Die Erstdiagnose wird meist zwischen dem 30. und 60. Lebensjahr gestellt. Da viele Frauen um die 50 betroffen sind, werden die Symptome nicht selten mit Wechseljahrsbeschwerden verwechselt. Die Hashimoto-Thyreoiditis beginnt in der Regel zunächst mit einer Schilddrüsenüberfunktion, bevor sie sich ins Gegenteil verkehrt. Die Symptome sind dann unter anderem: Nervosität, Zittern, Schwitzen, Herzrhythmusstörungen, Gewichtsverlust und ein unregelmäßiger Menstruationszyklus.
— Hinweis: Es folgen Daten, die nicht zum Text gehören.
// ============================================================================
// Configuration
// ============================================================================
// Deux réglages seulement, surchargeables par variables d'environnement :
// - LAZYFX_API_URL : URL de l'API Frankfurter
// - LAZYFX_LOG_DIR : dossier des fichiers de logs
// ============================================================================

use std::path::PathBuf;

use crate::api::DEFAULT_BASE_URL;

/// Variable d'environnement pour l'URL de l'API
pub const API_URL_VAR: &str = "LAZYFX_API_URL";

/// Variable d'environnement pour le dossier des logs
pub const LOG_DIR_VAR: &str = "LAZYFX_LOG_DIR";

/// Configuration de l'application
#[derive(Debug, Clone, PartialEq)]
pub struct Config {
    /// URL de base de l'API (ex: "https://api.frankfurter.app")
    pub api_url: String,

    /// Dossier où écrire les logs
    pub log_dir: PathBuf,
}

impl Config {
    /// Lit la configuration depuis l'environnement du processus
    pub fn from_env() -> Self {
        Self::from_lookup(|key| std::env::var(key).ok())
    }

    /// Lit la configuration via une fonction de lookup
    ///
    /// CONCEPT RUST : Closure en paramètre (impl Fn)
    /// - Les tests passent une fausse source sans toucher à l'environnement
    pub fn from_lookup(lookup: impl Fn(&str) -> Option<String>) -> Self {
        let api_url = lookup(API_URL_VAR)
            .filter(|value| !value.trim().is_empty())
            .unwrap_or_else(|| DEFAULT_BASE_URL.to_string());

        let log_dir = lookup(LOG_DIR_VAR)
            .filter(|value| !value.trim().is_empty())
            .map(PathBuf::from)
            .unwrap_or_else(default_log_dir);

        Self { api_url, log_dir }
    }
}

impl Default for Config {
    fn default() -> Self {
        Self::from_lookup(|_| None)
    }
}

/// Dossier de logs par défaut
///
/// - Linux/WSL : ~/.local/share/lazyfx/logs
/// - macOS : ~/Library/Application Support/lazyfx/logs
/// - Windows : C:\Users\<user>\AppData\Local\lazyfx\logs
/// - Sinon : ./logs
fn default_log_dir() -> PathBuf {
    dirs::data_local_dir()
        .map(|dir| dir.join("lazyfx").join("logs"))
        .unwrap_or_else(|| PathBuf::from("./logs"))
}

// ============================================================================
// Tests unitaires
// ============================================================================

#[cfg(test)]
mod tests {
    use super::*;

    #[test]
    fn test_defaults() {
        let config = Config::default();
        assert_eq!(config.api_url, DEFAULT_BASE_URL);
        assert!(config.log_dir.ends_with("logs"));
    }

    #[test]
    fn test_overrides() {
        let config = Config::from_lookup(|key| match key {
            API_URL_VAR => Some("http://127.0.0.1:9000".to_string()),
            LOG_DIR_VAR => Some("/tmp/lazyfx-logs".to_string()),
            _ => None,
        });

        assert_eq!(config.api_url, "http://127.0.0.1:9000");
        assert_eq!(config.log_dir, PathBuf::from("/tmp/lazyfx-logs"));
    }

    #[test]
    fn test_blank_values_fall_back() {
        let config = Config::from_lookup(|_| Some("   ".to_string()));
        assert_eq!(config.api_url, DEFAULT_BASE_URL);
    }
}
Tritt später die Schilddrüsenunterfunktion ein, klagen die Patienten dagegen über Kälteempfindlichkeit, Engegefühl im Hals, Heiserkeit, Antriebslosigkeit, Gewichtszunahme, Verstopfung, Schwellungen an den Lidern, Armen und Beinen sowie ebenfalls Unregelmäßigkeiten im Zyklus.

Diagnose

Diagnostiziert wird die Hashimoto-Thyreoiditis über die Bestimmung der Schilddrüsenhormone im Blut und eine Ultraschalluntersuchung der Schilddrüse.

Behandlung

Heilbar ist die Krankheit nicht, sie lässt sich aber mit Schilddrüsenhormonen gut behandeln. Die Betroffenen führen ihrem Körper einfach die fehlenden Hormone in Form von Tabletten zu – eine Therapie, die die meisten sehr gut vertragen.